As reported by DomainTools, the Android app in question poses as a tool for tracking the spread of coronavirus but carries ransomware called CovidLock.
It looks pretty legit and tricks the user into giving accessibility and lock screen permissions, which ultimately leads to the phone being compromised and locked.
Essentially, the ransomware encrypts the entire thing, locking the user out of their own device.
After locking, CovidLock seeks $100 in ransom
Once the ransomware locks the phone, it asks for a decryption code and shows a message telling the phone owner to pay $100 in Bitcoin.
The message - presumably from the criminals behind the malicious app - notes that failing to make the payment within 48 hours would lead to the deletion of all the content on the phone, starting from contacts/messages to pictures/videos.
Android Nougat offers protection against this attack
While the attack is scary, the researchers at DomainTools note that Android Nougat offers protection against the ransomware hack.
However, in order to use that to your advantage, you need to have password protection enabled on your phone.
If that is not the case, the ransomware-laced app would be able to encrypt your device and all its data.

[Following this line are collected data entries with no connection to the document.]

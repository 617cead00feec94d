use async_trait::async_trait;
use chrono::{DateTime, Utc};
use std::collections::HashSet;

use crate::entities::{
    Anomaly,
    AnomalyCount,
    AnomalyFilter,
    AttendanceRecord,
    DeviceFingerprint,
    DeviceFingerprintUpdate,
    WorkerLocation,
};
use crate::utils::DayWindow;

#[async_trait]
pub trait AttendanceRepository: Send + Sync {
    async fn ensure_schema(&self) -> anyhow::Result<()>;
    async fn insert_attendance(&self, record: &AttendanceRecord) -> anyhow::Result<()>;
    /// Check-ins with `start <= check_in_time <= end`, excluding one worker's own rows.
    async fn fetch_check_ins_between(
        &self,
        start: DateTime<Utc>,
        end: DateTime<Utc>,
        exclude_worker: &str,
    ) -> anyhow::Result<Vec<AttendanceRecord>>;
    /// Workers other than `exclude_worker` that ever checked in with this fingerprint.
    async fn fetch_device_workers(
        &self,
        fingerprint: &str,
        exclude_worker: &str,
    ) -> anyhow::Result<Vec<String>>;
    /// All check-ins of one day, worker identity joined where known.
    async fn fetch_day_check_ins(&self, window: &DayWindow) -> anyhow::Result<Vec<AttendanceRecord>>;
    async fn ping(&self) -> anyhow::Result<()>;
}

#[async_trait]
pub trait WorkerLocationRepository: Send + Sync {
    async fn insert_location(&self, location: &WorkerLocation) -> anyhow::Result<()>;
    /// Newest sample with `since <= recorded_at < before`.
    async fn fetch_last_location(
        &self,
        worker_id: &str,
        since: DateTime<Utc>,
        before: DateTime<Utc>,
    ) -> anyhow::Result<Option<WorkerLocation>>;
}

#[async_trait]
pub trait AnomalyRepository: Send + Sync {
    async fn insert_anomalies(&self, anomalies: &[Anomaly]) -> anyhow::Result<()>;
    async fn fetch_anomalies(&self, filter: &AnomalyFilter) -> anyhow::Result<Vec<Anomaly>>;
    async fn fetch_type_severity_counts(&self, window: &DayWindow) -> anyhow::Result<Vec<AnomalyCount>>;
    async fn fetch_dedup_keys(&self, window: &DayWindow) -> anyhow::Result<HashSet<String>>;
    async fn anomaly_exists(&self, id: &str) -> anyhow::Result<bool>;
    /// Fails when the anomaly table cannot take writes.
    async fn ping(&self) -> anyhow::Result<()>;
    /// Returns false when the anomaly was already resolved; the first resolution stands.
    async fn resolve_anomaly(
        &self,
        id: &str,
        resolved_by: &str,
        resolved_at: DateTime<Utc>,
    ) -> anyhow::Result<bool>;
}

#[async_trait]
pub trait DeviceFingerprintRepository: Send + Sync {
    async fn fetch_device(&self, fingerprint: &str) -> anyhow::Result<Option<DeviceFingerprint>>;
    async fn upsert_device(&self, update: &DeviceFingerprintUpdate) -> anyhow::Result<()>;
}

Hackers often use fear to drive profits, DomainTools emphasized
"Cybercriminals like to exploit people. They use dramatic events that cause people to be emotional or fearful to drive their profits. Any time there are major news cycles happening on a topic that stirs a strong reaction, cybercriminals will not be far behind."
How to avoid being attacked?
The malicious Android app appears to be spreading through a legitimate-looking 'coronavirus tracker' website.
It is not available on the Play Store, given that Google has already blocked most app searches related to coronavirus and COVID-19 on the marketplace.
Now, this means downloading well-rated, government-authorized health apps from the Play Store could be the key to dodge this ransomware attack.